To retrieve transplantable hepatocytes from cadaver donor livers that are not accepted for organ transplantation, investigators are attempting to isolate viable hepatocytes from total liver cell isolates, based on the concept that smaller hepatocytes may retain their viability longer during prolonged liver ischemia. Since primary hepatocytes from adult human liver cannot be expanded greatly in culture without genetic modification, reseach has focused on the use of fetal hepatoblast/hepatocytes, liver stem/progenitor cells isolated from adult liver, embryonic or umbilical cord blood stem cells and hepatocytes conditionally immortalized by gene transfer. Studies are also underway to explore xenogenic hepatocytes for transplantation.

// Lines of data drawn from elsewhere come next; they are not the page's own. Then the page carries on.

//! Acquires decoded images and playing videos for texture uploads.
//!
//! Dispatch happens purely on the URL's file extension (`classify_url`):
//! images are fetched and decoded asynchronously into RGBA8 surfaces, videos
//! are opened through a [`VideoElement`] that reports its spin-up signals into
//! a shared [`VideoReadiness`] gate.
mod error;
mod fetch;
mod url;
mod video;

use std::future::Future;
use std::sync::Arc;

pub use error::MediaError;
pub use fetch::{HttpMediaSource, MediaSourceConfig};
pub use image::RgbaImage;
pub use url::{classify_url, MediaFormat, MediaLocation, IMAGE_EXTENSIONS, VIDEO_EXTENSIONS};
pub use video::{VideoBackend, VideoElement, VideoOptions, VideoReadiness, VideoSignal};

/// Boundary between the texture state machine and whatever produces pixels.
pub trait MediaSource {
    /// Fetches and decodes a still image. Fails with the URL on network
    /// errors, missing files, corrupt data or unsupported encodings.
    fn load_image(&self, url: &str) -> impl Future<Output = Result<RgbaImage, MediaError>> + Send;

    /// Creates a video element for `url` that reports into `readiness`.
    fn open_video(
        &self,
        url: &str,
        readiness: Arc<VideoReadiness>,
    ) -> Result<Arc<dyn VideoElement>, MediaError>;
}
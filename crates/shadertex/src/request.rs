use mediasource::{classify_url, MediaFormat};

use crate::capability;
use crate::error::TextureError;
use crate::types::{FilterMode, WrapMode};

pub const DEFAULT_WRAP: WrapMode = WrapMode::Repeat;
pub const DEFAULT_MIN_FILTER: FilterMode = FilterMode::LinearMipMapLinear;
pub const DEFAULT_MAG_FILTER: FilterMode = FilterMode::Linear;
pub const DEFAULT_FLIP_Y: bool = true;

/// Parameters for a single texture load.
///
/// Unset fields fall back to the defaults above when the request is resolved;
/// an explicitly set field is always honoured.
#[derive(Debug, Clone, Default, PartialEq, Eq)]
pub struct TextureRequest {
    pub url: String,
    pub wrap_s: Option<WrapMode>,
    pub wrap_t: Option<WrapMode>,
    pub min_filter: Option<FilterMode>,
    pub mag_filter: Option<FilterMode>,
    pub flip_y: Option<bool>,
}

impl TextureRequest {
    pub fn new(url: impl Into<String>) -> Self {
        Self {
            url: url.into(),
            ..Self::default()
        }
    }

    pub fn wrap(mut self, wrap_s: WrapMode, wrap_t: WrapMode) -> Self {
        self.wrap_s = Some(wrap_s);
        self.wrap_t = Some(wrap_t);
        self
    }

    pub fn min_filter(mut self, filter: FilterMode) -> Self {
        self.min_filter = Some(filter);
        self
    }

    pub fn mag_filter(mut self, filter: FilterMode) -> Self {
        self.mag_filter = Some(filter);
        self
    }

    pub fn flip_y(mut self, flip: bool) -> Self {
        self.flip_y = Some(flip);
        self
    }

    /// Checks the URL and reports which acquisition path it takes.
    pub fn validate(&self) -> Result<MediaFormat, TextureError> {
        if self.url.trim().is_empty() {
            return Err(TextureError::MissingUrl);
        }
        classify_url(&self.url).ok_or_else(|| TextureError::UnsupportedFormat {
            url: self.url.clone(),
        })
    }

    pub fn resolve(&self) -> ResolvedRequest {
        ResolvedRequest {
            url: self.url.clone(),
            wrap_s: self.wrap_s.unwrap_or(DEFAULT_WRAP),
            wrap_t: self.wrap_t.unwrap_or(DEFAULT_WRAP),
            min_filter: self.min_filter.unwrap_or(DEFAULT_MIN_FILTER),
            mag_filter: self.mag_filter.unwrap_or(DEFAULT_MAG_FILTER),
            flip_y: self.flip_y.unwrap_or(DEFAULT_FLIP_Y),
        }
    }
}

/// A request with every default applied.
#[derive(Debug, Clone, PartialEq, Eq)]
pub struct ResolvedRequest {
    pub url: String,
    pub wrap_s: WrapMode,
    pub wrap_t: WrapMode,
    pub min_filter: FilterMode,
    pub mag_filter: FilterMode,
    pub flip_y: bool,
}

impl ResolvedRequest {
    pub fn needs_power_of_two(&self) -> bool {
        capability::needs_power_of_two(self.wrap_s, self.wrap_t, self.min_filter)
    }

    pub fn needs_mipmaps(&self, is_power_of_two: bool) -> bool {
        capability::needs_mipmaps(self.min_filter, is_power_of_two)
    }
}
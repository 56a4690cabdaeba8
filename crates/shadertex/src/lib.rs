//! Shader input textures acquired from image and video URLs.
//!
//! A [`TextureResource`] owns one GPU texture handle and fills it from a URL:
//! - the handle is created and bound with a transparent 1×1 placeholder first,
//!   so it can be sampled while media is in flight;
//! - still images are decoded, resampled to power-of-two extents when the
//!   requested wrap/filter modes demand it, uploaded and optionally mipmapped;
//! - videos are opened through a [`mediasource::VideoElement`] and only count
//!   as loaded once they are both playing and progressing.
//!
//! GPU access goes through the [`GpuContext`] trait; [`WgpuContext`] is the
//! `wgpu` implementation used outside tests.

pub mod capability;
mod error;
pub mod gpu;
mod request;
mod resample;
mod resource;
mod types;

pub use capability::{
    floor_power_of_two, is_power_of_two, is_power_of_two_image, needs_mipmaps, needs_power_of_two,
};
pub use error::{ParamError, TextureError};
pub use gpu::{GpuContext, TexelData, TextureBinding, TextureId, WgpuContext};
pub use request::{
    ResolvedRequest, TextureRequest, DEFAULT_FLIP_Y, DEFAULT_MAG_FILTER, DEFAULT_MIN_FILTER,
    DEFAULT_WRAP,
};
pub use resample::{power_of_two_extent, ScratchSurface};
pub use resource::{LoadState, TextureResource, TextureSource, PLACEHOLDER_PIXEL};
pub use types::{FilterMode, MediaKind, TextureParameter, WrapMode};
use std::path::PathBuf;

use clap::Parser;
use shadertex::{FilterMode, WrapMode};

#[derive(Parser, Debug)]
#[command(
    name = "texprobe",
    author,
    version,
    about = "Load shader textures from image or video URLs and report the result"
)]
pub struct Cli {
    /// Image or video URLs (http(s), `//host/...`, file:// or local paths).
    #[arg(value_name = "URL")]
    pub urls: Vec<String>,

    /// Texture manifest (TOML) listing named textures and shared defaults.
    #[arg(long, value_name = "FILE")]
    pub manifest: Option<PathBuf>,

    /// Horizontal wrap mode: `repeat`, `clamp`, `mirror` or a GL enum value.
    #[arg(long, value_name = "MODE", value_parser = parse_wrap)]
    pub wrap_s: Option<WrapMode>,

    /// Vertical wrap mode: `repeat`, `clamp`, `mirror` or a GL enum value.
    #[arg(long, value_name = "MODE", value_parser = parse_wrap)]
    pub wrap_t: Option<WrapMode>,

    /// Minification filter (e.g. `linear`, `linear_mipmap_linear`, `9987`).
    #[arg(long, value_name = "FILTER", value_parser = parse_filter)]
    pub min_filter: Option<FilterMode>,

    /// Magnification filter (`nearest` or `linear`).
    #[arg(long, value_name = "FILTER", value_parser = parse_filter)]
    pub mag_filter: Option<FilterMode>,

    /// Upload images without flipping them vertically.
    #[arg(long)]
    pub no_flip_y: bool,

    /// HTTP timeout in seconds for remote media.
    #[arg(long, value_name = "SECONDS")]
    pub timeout: Option<u64>,

    /// User agent for remote fetches; can also be supplied via `TEXPROBE_USER_AGENT`.
    #[arg(long, env = "TEXPROBE_USER_AGENT")]
    pub user_agent: Option<String>,

    /// Print the resolved load requests without touching the GPU.
    #[arg(long)]
    pub dry_run: bool,

    /// Emit a JSON report instead of text.
    #[arg(long)]
    pub json: bool,
}

pub fn parse() -> Cli {
    Cli::parse()
}

pub fn parse_wrap(value: &str) -> Result<WrapMode, String> {
    if value.trim().is_empty() {
        return Err("wrap mode must not be empty".to_string());
    }
    value.parse().map_err(|err| format!("{err}"))
}

pub fn parse_filter(value: &str) -> Result<FilterMode, String> {
    if value.trim().is_empty() {
        return Err("filter must not be empty".to_string());
    }
    value.parse().map_err(|err| format!("{err}"))
}
use thiserror::Error;

#[derive(Debug, Error)]
pub enum MediaError {
    #[error("invalid media location: {0}")]
    Location(String),

    #[error("failed fetching {url}")]
    Fetch {
        url: String,
        #[source]
        source: reqwest::Error,
    },

    #[error("failed reading {url}")]
    Io {
        url: String,
        #[source]
        source: std::io::Error,
    },

    #[error("failed decoding {url}")]
    Decode {
        url: String,
        #[source]
        source: image::ImageError,
    },

    #[error("video playback failed for {url}: {reason}")]
    Playback { url: String, reason: String },

    #[error("media worker for {url} stopped before delivering a result")]
    WorkerLost { url: String },
}
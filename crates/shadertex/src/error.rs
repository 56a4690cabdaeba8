use mediasource::MediaError;
use thiserror::Error;

/// Failures surfaced by [`TextureResource::load`](crate::TextureResource::load).
///
/// Every variant except `MissingUrl` names the offending URL. Nothing is
/// retried; once the placeholder has been uploaded it stays bound and usable.
#[derive(Debug, Error)]
pub enum TextureError {
    #[error("missing url, please pass the url of the texture to load")]
    MissingUrl,

    #[error("unsupported texture source '{url}'; expected an image (jpg, jpeg, png, gif, bmp) or a video (mp4, 3gp, webm, ogv)")]
    UnsupportedFormat { url: String },

    #[error("failed loading image '{url}'")]
    DecodeFailure {
        url: String,
        #[source]
        source: MediaError,
    },

    #[error("failed starting video playback for '{url}'")]
    PlaybackFailure {
        url: String,
        #[source]
        source: MediaError,
    },

    #[error("GPU context refused to create a texture object")]
    CreateTextureFailed,

    #[error("GPU context rejected the {width}x{height} upload for '{url}'")]
    UploadRejected { url: String, width: u32, height: u32 },
}

/// Invalid wrap or filter value supplied by name or raw GL number.
#[derive(Debug, Clone, PartialEq, Eq, Error)]
pub enum ParamError {
    #[error("unknown wrap mode '{0}'")]
    UnknownWrap(String),

    #[error("unknown filter mode '{0}'")]
    UnknownFilter(String),
}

Although concerns about hyperacute xenograft rejection have not been addressed fully, current data indicate that cirrhotic animals may tolerate xenogenic hepatocytes. Providing proliferative advantage to transplanted cells by manipulations of the host liver is an active area of current research. Since longterm immunosuppression is associated with significant risk of toxic injury, genetic manipulation of donor hepatocytes to induce immune ignorance in the host or tolerance to allogeneic or xenogenic hepatocytes is another area of active research.